[Saved entries]

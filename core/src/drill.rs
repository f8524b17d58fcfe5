//! Drill mode: rehearse a playbook on the live state machine without
//! enforcement effect.

use chrono::{DateTime, Utc};
use serde::Serialize;
use serde_json::json;

use bastion_types::{
    ActorId, ApprovalKey, AuditAction, CrisisError, CrisisLevel, DrillId, KillSwitchId, Playbook,
    find_playbook, playbook_keys,
};

use crate::controller::CrisisController;

/// A running drill.
#[derive(Debug, Clone, PartialEq, Eq, Serialize)]
pub struct DrillSession {
    pub id: DrillId,
    pub playbook: &'static Playbook,
    pub started_by: ActorId,
    pub started_at: DateTime<Utc>,
    /// Level held when the drill began. Ending the drill hands it back unless
    /// the last real switch was lifted in the meantime.
    pub level_at_start: CrisisLevel,
}

#[derive(Debug, Clone, PartialEq, Eq, Serialize)]
pub struct DrillSummary {
    pub drill: DrillSession,
    pub ended_by: ActorId,
    pub ended_at: DateTime<Utc>,
    pub purged_switches: Vec<KillSwitchId>,
    pub purged_approvals: Vec<ApprovalKey>,
    pub crisis_level: CrisisLevel,
}

impl DrillSummary {
    #[must_use]
    pub fn duration_minutes(&self) -> i64 {
        (self.ended_at - self.drill.started_at).num_minutes()
    }
}

impl CrisisController {
    /// Enter drill mode for the named playbook. Kill switches created until
    /// [`end_drill`](Self::end_drill) are tagged as drill and halt nothing.
    pub fn start_drill(
        &self,
        actor: &ActorId,
        playbook_key: &str,
    ) -> Result<DrillSession, CrisisError> {
        let Some(playbook) = find_playbook(playbook_key) else {
            return Err(CrisisError::UnknownPlaybook {
                key: playbook_key.to_string(),
                available: playbook_keys(),
            });
        };

        let mut state = self.lock();
        let now = self.now();
        if let Some(running) = &state.drill {
            return Err(CrisisError::DrillAlreadyActive {
                playbook: running.playbook.key,
            });
        }

        let session = DrillSession {
            id: DrillId::new(),
            playbook,
            started_by: actor.clone(),
            started_at: now,
            level_at_start: state.level,
        };
        self.record(
            AuditAction::DrillStarted,
            json!({
                "drill_id": session.id,
                "playbook": playbook.key,
                "name": playbook.name,
                "severity": playbook.severity,
                "steps": playbook.steps.len(),
                "started_by": actor,
            }),
            now,
        )?;
        state.drill = Some(session.clone());
        tracing::info!(drill = %session.id, playbook = playbook.key, actor = %actor, "[DRILL] Drill started");

        Ok(session)
    }

    /// Leave drill mode, purging every drill switch and drill approval.
    ///
    /// The level becomes the higher of the level held when the drill began
    /// and the highest real switch still active. Escalations made during the
    /// drill are part of the rehearsal and are discarded.
    pub fn end_drill(&self, actor: &ActorId) -> Result<DrillSummary, CrisisError> {
        let mut state = self.lock();
        let now = self.now();
        let Some(drill) = state.drill.clone() else {
            return Err(CrisisError::NoActiveDrill);
        };

        let purged_switches = state.registry.drill_ids();
        let purged_approvals = state.approvals.drill_keys();
        let crisis_level = state
            .registry
            .highest_level(false)
            .map_or(drill.level_at_start, |level| level.max(drill.level_at_start));

        self.record(
            AuditAction::DrillEnded,
            json!({
                "drill_id": drill.id,
                "playbook": drill.playbook.key,
                "ended_by": actor,
                "started_at": drill.started_at,
                "level_at_start": drill.level_at_start,
                "purged_switches": purged_switches,
                "purged_approvals": purged_approvals,
                "crisis_level": crisis_level,
            }),
            now,
        )?;

        for id in &purged_switches {
            state.registry.remove(*id);
        }
        for key in &purged_approvals {
            state.approvals.remove(key);
        }
        state.drill = None;
        state.set_level(crisis_level, now);

        let summary = DrillSummary {
            drill,
            ended_by: actor.clone(),
            ended_at: now,
            purged_switches,
            purged_approvals,
            crisis_level,
        };
        tracing::info!(
            drill = %summary.drill.id,
            purged = summary.purged_switches.len(),
            minutes = summary.duration_minutes(),
            level = %crisis_level,
            "[DRILL] Drill ended"
        );
        Ok(summary)
    }
}
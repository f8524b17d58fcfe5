//! Crisis response playbooks rehearsed by drills.

use serde::Serialize;

use crate::{CrisisLevel, Role};

#[derive(Debug, Clone, Copy, PartialEq, Eq, Serialize)]
pub struct PlaybookStep {
    pub seq: u8,
    pub action: &'static str,
    pub role: Role,
    pub sla_minutes: u32,
}

#[derive(Debug, Clone, Copy, PartialEq, Eq, Serialize)]
pub struct Playbook {
    pub key: &'static str,
    pub name: &'static str,
    pub severity: CrisisLevel,
    pub steps: &'static [PlaybookStep],
}

impl Playbook {
    /// Sum of every step's time budget.
    #[must_use]
    pub fn total_sla_minutes(&self) -> u32 {
        self.steps.iter().map(|step| step.sla_minutes).sum()
    }
}

const fn step(seq: u8, action: &'static str, role: Role, sla_minutes: u32) -> PlaybookStep {
    PlaybookStep {
        seq,
        action,
        role,
        sla_minutes,
    }
}

pub static PLAYBOOKS: &[Playbook] = &[
    Playbook {
        key: "data_breach",
        name: "Data Breach Response",
        severity: CrisisLevel::Red,
        steps: &[
            step(1, "Activate kill-switch for affected tenant", Role::PlatformSecurity, 5),
            step(2, "Isolate affected database partitions", Role::OpsManager, 10),
            step(3, "Forensic snapshot of audit logs", Role::Auditor, 15),
            step(4, "Notify affected users per GDPR Art.33", Role::ComplianceOfficer, 60),
            step(5, "External security audit engagement", Role::SuperAdmin, 120),
            step(6, "Remediation and patch deployment", Role::Developer, 240),
            step(7, "Post-mortem and regulatory report", Role::ComplianceOfficer, 4320),
        ],
    },
    Playbook {
        key: "service_outage",
        name: "Service Outage Response",
        severity: CrisisLevel::Orange,
        steps: &[
            step(1, "Confirm outage scope and severity", Role::OpsManager, 5),
            step(2, "Engage failover / DR systems", Role::OpsManager, 10),
            step(3, "Status page update to stakeholders", Role::OpsManager, 15),
            step(4, "Root cause identification", Role::Developer, 60),
            step(5, "Service restoration", Role::Developer, 120),
            step(6, "Post-incident review", Role::OpsManager, 1440),
        ],
    },
    Playbook {
        key: "supply_chain_compromise",
        name: "Supply Chain Integrity Breach",
        severity: CrisisLevel::Red,
        steps: &[
            step(1, "Freeze all pending certifications", Role::RiskOfficer, 5),
            step(2, "Kill-switch on affected supply chain module", Role::PlatformSecurity, 10),
            step(3, "Quarantine suspect blockchain seals", Role::BlockchainOperator, 15),
            step(4, "Notify regulatory bodies (EU CBAM)", Role::ComplianceOfficer, 60),
            step(5, "Full chain-of-custody re-verification", Role::ScmAnalyst, 480),
            step(6, "Remediation report + evidence pack", Role::Auditor, 2880),
        ],
    },
    Playbook {
        key: "financial_fraud",
        name: "Financial Fraud Detection",
        severity: CrisisLevel::Red,
        steps: &[
            step(1, "Suspend billing for affected accounts", Role::SuperAdmin, 5),
            step(2, "Transaction forensics analysis", Role::Auditor, 30),
            step(3, "Kill-switch on billing module", Role::PlatformSecurity, 10),
            step(4, "Contact payment processor", Role::SuperAdmin, 60),
            step(5, "Legal review and SAR filing", Role::ComplianceOfficer, 1440),
        ],
    },
    Playbook {
        key: "insider_threat",
        name: "Insider Threat Response",
        severity: CrisisLevel::Black,
        steps: &[
            step(1, "Revoke all sessions for suspect account", Role::PlatformSecurity, 2),
            step(2, "Full system kill-switch", Role::SuperAdmin, 5),
            step(3, "Forensic audit of all actions by suspect", Role::Auditor, 30),
            step(4, "Legal counsel engagement", Role::SuperAdmin, 60),
            step(5, "Credential rotation and re-auth all users", Role::PlatformSecurity, 120),
            step(6, "Regulatory notification", Role::ComplianceOfficer, 4320),
        ],
    },
];

#[must_use]
pub fn find_playbook(key: &str) -> Option<&'static Playbook> {
    PLAYBOOKS.iter().find(|playbook| playbook.key == key)
}

#[must_use]
pub fn playbook_keys() -> Vec<&'static str> {
    PLAYBOOKS.iter().map(|playbook| playbook.key).collect()
}
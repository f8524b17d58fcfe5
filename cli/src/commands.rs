//! Command protocol: one JSON object per input line, one per output line.

use serde::{Deserialize, Serialize};
use serde_json::Value;

use bastion_core::{CrisisController, escalation_matrix, playbooks};
use bastion_types::{ActorId, CrisisError, CrisisLevel, HaltTarget, KillSwitchId, Role, TargetKind};

const DEFAULT_AUDIT_LIMIT: usize = 50;

#[derive(Debug, Deserialize)]
#[serde(tag = "op", rename_all = "snake_case")]
pub enum Command {
    RequestActivation {
        kind: TargetKind,
        /// Ignored for global halts, which always target every system.
        #[serde(default)]
        target: Option<String>,
        actor: ActorId,
        role: Role,
        reason: String,
    },
    Deactivate {
        id: KillSwitchId,
        actor: ActorId,
        role: Role,
        reason: String,
    },
    Escalate {
        from: CrisisLevel,
        to: CrisisLevel,
        trigger: String,
        actor: ActorId,
        role: Role,
    },
    StartDrill {
        actor: ActorId,
        playbook: String,
    },
    EndDrill {
        actor: ActorId,
    },
    Status,
    IsHalted {
        kind: TargetKind,
        target: String,
    },
    AuditTrail {
        #[serde(default)]
        limit: Option<usize>,
    },
    EscalationMatrix,
    Playbooks,
}

#[derive(Debug, Clone, PartialEq, Serialize)]
pub struct ErrorBody {
    pub code: &'static str,
    pub message: String,
    #[serde(skip_serializing_if = "Vec::is_empty")]
    pub allowed: Vec<Role>,
    #[serde(skip_serializing_if = "Vec::is_empty")]
    pub available: Vec<&'static str>,
}

impl ErrorBody {
    fn new(code: &'static str, message: impl Into<String>) -> Self {
        Self {
            code,
            message: message.into(),
            allowed: Vec::new(),
            available: Vec::new(),
        }
    }
}

impl From<&CrisisError> for ErrorBody {
    fn from(err: &CrisisError) -> Self {
        let mut body = Self::new(err.code(), err.to_string());
        match err {
            CrisisError::RoleNotAuthorized { allowed, .. } => body.allowed.clone_from(allowed),
            CrisisError::UnknownPlaybook { available, .. } => {
                body.available.clone_from(available);
            }
            _ => {}
        }
        body
    }
}

#[derive(Debug, Clone, PartialEq, Serialize)]
pub struct Response {
    pub ok: bool,
    #[serde(skip_serializing_if = "Option::is_none")]
    pub result: Option<Value>,
    #[serde(skip_serializing_if = "Option::is_none")]
    pub error: Option<ErrorBody>,
}

impl Response {
    fn success(value: &impl Serialize) -> Self {
        match serde_json::to_value(value) {
            Ok(result) => Self {
                ok: true,
                result: Some(result),
                error: None,
            },
            Err(err) => Self::failure(ErrorBody::new("encode_failed", err.to_string())),
        }
    }

    fn failure(error: ErrorBody) -> Self {
        Self {
            ok: false,
            result: None,
            error: Some(error),
        }
    }

    fn from_result<T: Serialize>(result: Result<T, CrisisError>) -> Self {
        match result {
            Ok(value) => Self::success(&value),
            Err(err) => Self::failure(ErrorBody::from(&err)),
        }
    }
}

/// Parse and execute one input line.
pub fn handle_line(controller: &CrisisController, line: &str) -> Response {
    match serde_json::from_str::<Command>(line) {
        Ok(command) => dispatch(controller, command),
        Err(err) => {
            tracing::debug!(error = %err, "Rejected malformed command");
            Response::failure(ErrorBody::new("invalid_command", err.to_string()))
        }
    }
}

pub fn dispatch(controller: &CrisisController, command: Command) -> Response {
    match command {
        Command::RequestActivation {
            kind,
            target,
            actor,
            role,
            reason,
        } => {
            let target = match kind {
                TargetKind::Global => HaltTarget::global(),
                _ => match HaltTarget::new(kind, target.unwrap_or_default()) {
                    Ok(target) => target,
                    Err(err) => {
                        return Response::failure(ErrorBody::new("invalid_target", err.to_string()));
                    }
                },
            };
            Response::from_result(controller.request_activation(&target, &actor, role, &reason))
        }
        Command::Deactivate {
            id,
            actor,
            role,
            reason,
        } => Response::from_result(controller.deactivate(id, &actor, &reason, role)),
        Command::Escalate {
            from,
            to,
            trigger,
            actor,
            role,
        } => Response::from_result(controller.escalate(from, to, &trigger, &actor, role)),
        Command::StartDrill { actor, playbook } => {
            Response::from_result(controller.start_drill(&actor, &playbook))
        }
        Command::EndDrill { actor } => Response::from_result(controller.end_drill(&actor)),
        Command::Status => Response::success(&controller.status()),
        Command::IsHalted { kind, target } => Response::success(&serde_json::json!({
            "type": kind,
            "target": target,
            "halted": controller.is_halted(kind, &target),
        })),
        Command::AuditTrail { limit } => Response::from_result(
            controller.audit_trail(limit.unwrap_or(DEFAULT_AUDIT_LIMIT)),
        ),
        Command::EscalationMatrix => Response::success(&escalation_matrix()),
        Command::Playbooks => Response::success(&playbooks()),
    }
}
use thiserror::Error;

use crate::{automaton::WeightOf, math::Map, prelude::*};

/// Raised by [`evaluate`].
#[derive(Debug, Clone, PartialEq, Eq, Error)]
pub enum EvaluateError {
    /// The automaton has spontaneous transitions.
    #[error("evaluate: the automaton is not proper")]
    NotProper,
    /// The word contains a letter that is not part of the label set.
    #[error("evaluate: invalid letter: {0}")]
    InvalidLetter(char),
}

/// Computes the weight that the proper automaton `aut` assigns to `word`: the sum over all
/// accepting paths labeled `word` of the product of their weights, initial and final weights
/// included. Parallel transitions contribute separately.
pub fn evaluate<A: Automaton>(aut: &A, word: &[char]) -> Result<WeightOf<A>, EvaluateError> {
    if !is_proper(aut) {
        return Err(EvaluateError::NotProper);
    }
    let ws = aut.weightset();

    let mut current: Map<StateIndex, WeightOf<A>> = Map::default();
    for t in aut.initial_transitions() {
        accumulate(ws, &mut current, aut.dst_of(t), aut.weight_of(t));
    }

    for c in word {
        let label = aut
            .labelset()
            .letter(*c)
            .ok_or(EvaluateError::InvalidLetter(*c))?;
        let mut next = Map::default();
        for (q, w) in &current {
            for t in aut.outs_labeled(*q, &label) {
                accumulate(ws, &mut next, aut.dst_of(t), ws.mul(w, &aut.weight_of(t)));
            }
        }
        current = next;
    }

    Ok(current.iter().fold(ws.zero(), |acc, (q, w)| {
        ws.add(&acc, &ws.mul(w, &aut.final_weight(*q)))
    }))
}

fn accumulate<W: WeightSet>(
    ws: &W,
    weights: &mut Map<StateIndex, W::Weight>,
    state: StateIndex,
    weight: W::Weight,
) {
    let entry = weights.entry(state).or_insert_with(|| ws.zero());
    *entry = ws.add(entry, &weight);
}

#[cfg(test)]
mod tests {
    use crate::prelude::*;

    #[test]
    fn counting_paths() {
        // two ways to read `ab`, one of them weighted twice
        let (a, b) = (Letter::Char('a'), Letter::Char('b'));
        let mut aut = AutomatonBuilder::new(Context::new(LetterSet::of_size(2), Z))
            .with_transitions([(0, a, 1, 1), (0, a, 2, 2), (1, b, 1, 3), (2, b, 1, 3)])
            .with_initial(0, 1)
            .with_final(3, 3)
            .build();
        assert_eq!(evaluate(&aut, &['a', 'b']), Ok(9));
        assert_eq!(evaluate(&aut, &['a']), Ok(0));
        assert_eq!(evaluate(&aut, &[]), Ok(0));
        assert_eq!(evaluate(&aut, &['c']), Err(EvaluateError::InvalidLetter('c')));

        aut.new_transition(2, 3, a, 4);
        assert_eq!(evaluate(&aut, &['a', 'b']), Ok(21));
    }

    #[test]
    fn parallel_initial_and_final_transitions_are_summed() {
        let (mut aut, s) = AutomatonBuilder::new(Context::new(LetterSet::of_size(1), Z))
            .with_states(1)
            .build_indexed();
        let (pre, post) = (aut.pre(), aut.post());
        let special = aut.labelset().special();
        aut.new_transition(pre, s[0], special, 1);
        aut.new_transition(pre, s[0], special, 1);
        aut.new_transition(s[0], post, special, 2);
        aut.new_transition(s[0], post, special, 3);
        assert_eq!(aut.initial_weight(s[0]), 2);
        assert_eq!(aut.final_weight(s[0]), 5);
        assert_eq!(evaluate(&aut, &[]), Ok(10));
    }

    #[test]
    fn refuses_spontaneous_transitions() {
        let aut = AutomatonBuilder::new(Context::new(NullableSet::of_size(1), B))
            .with_transitions([(0, Letter::One, true, 1)])
            .build();
        assert_eq!(evaluate(&aut, &[]), Err(EvaluateError::NotProper));
        assert_eq!(
            EvaluateError::NotProper.to_string(),
            "evaluate: the automaton is not proper"
        );
    }
}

▸ What this task involves: Report the count, and only the count, of lines in the records above that contain "TargetKind".

▸ Response to the task: 4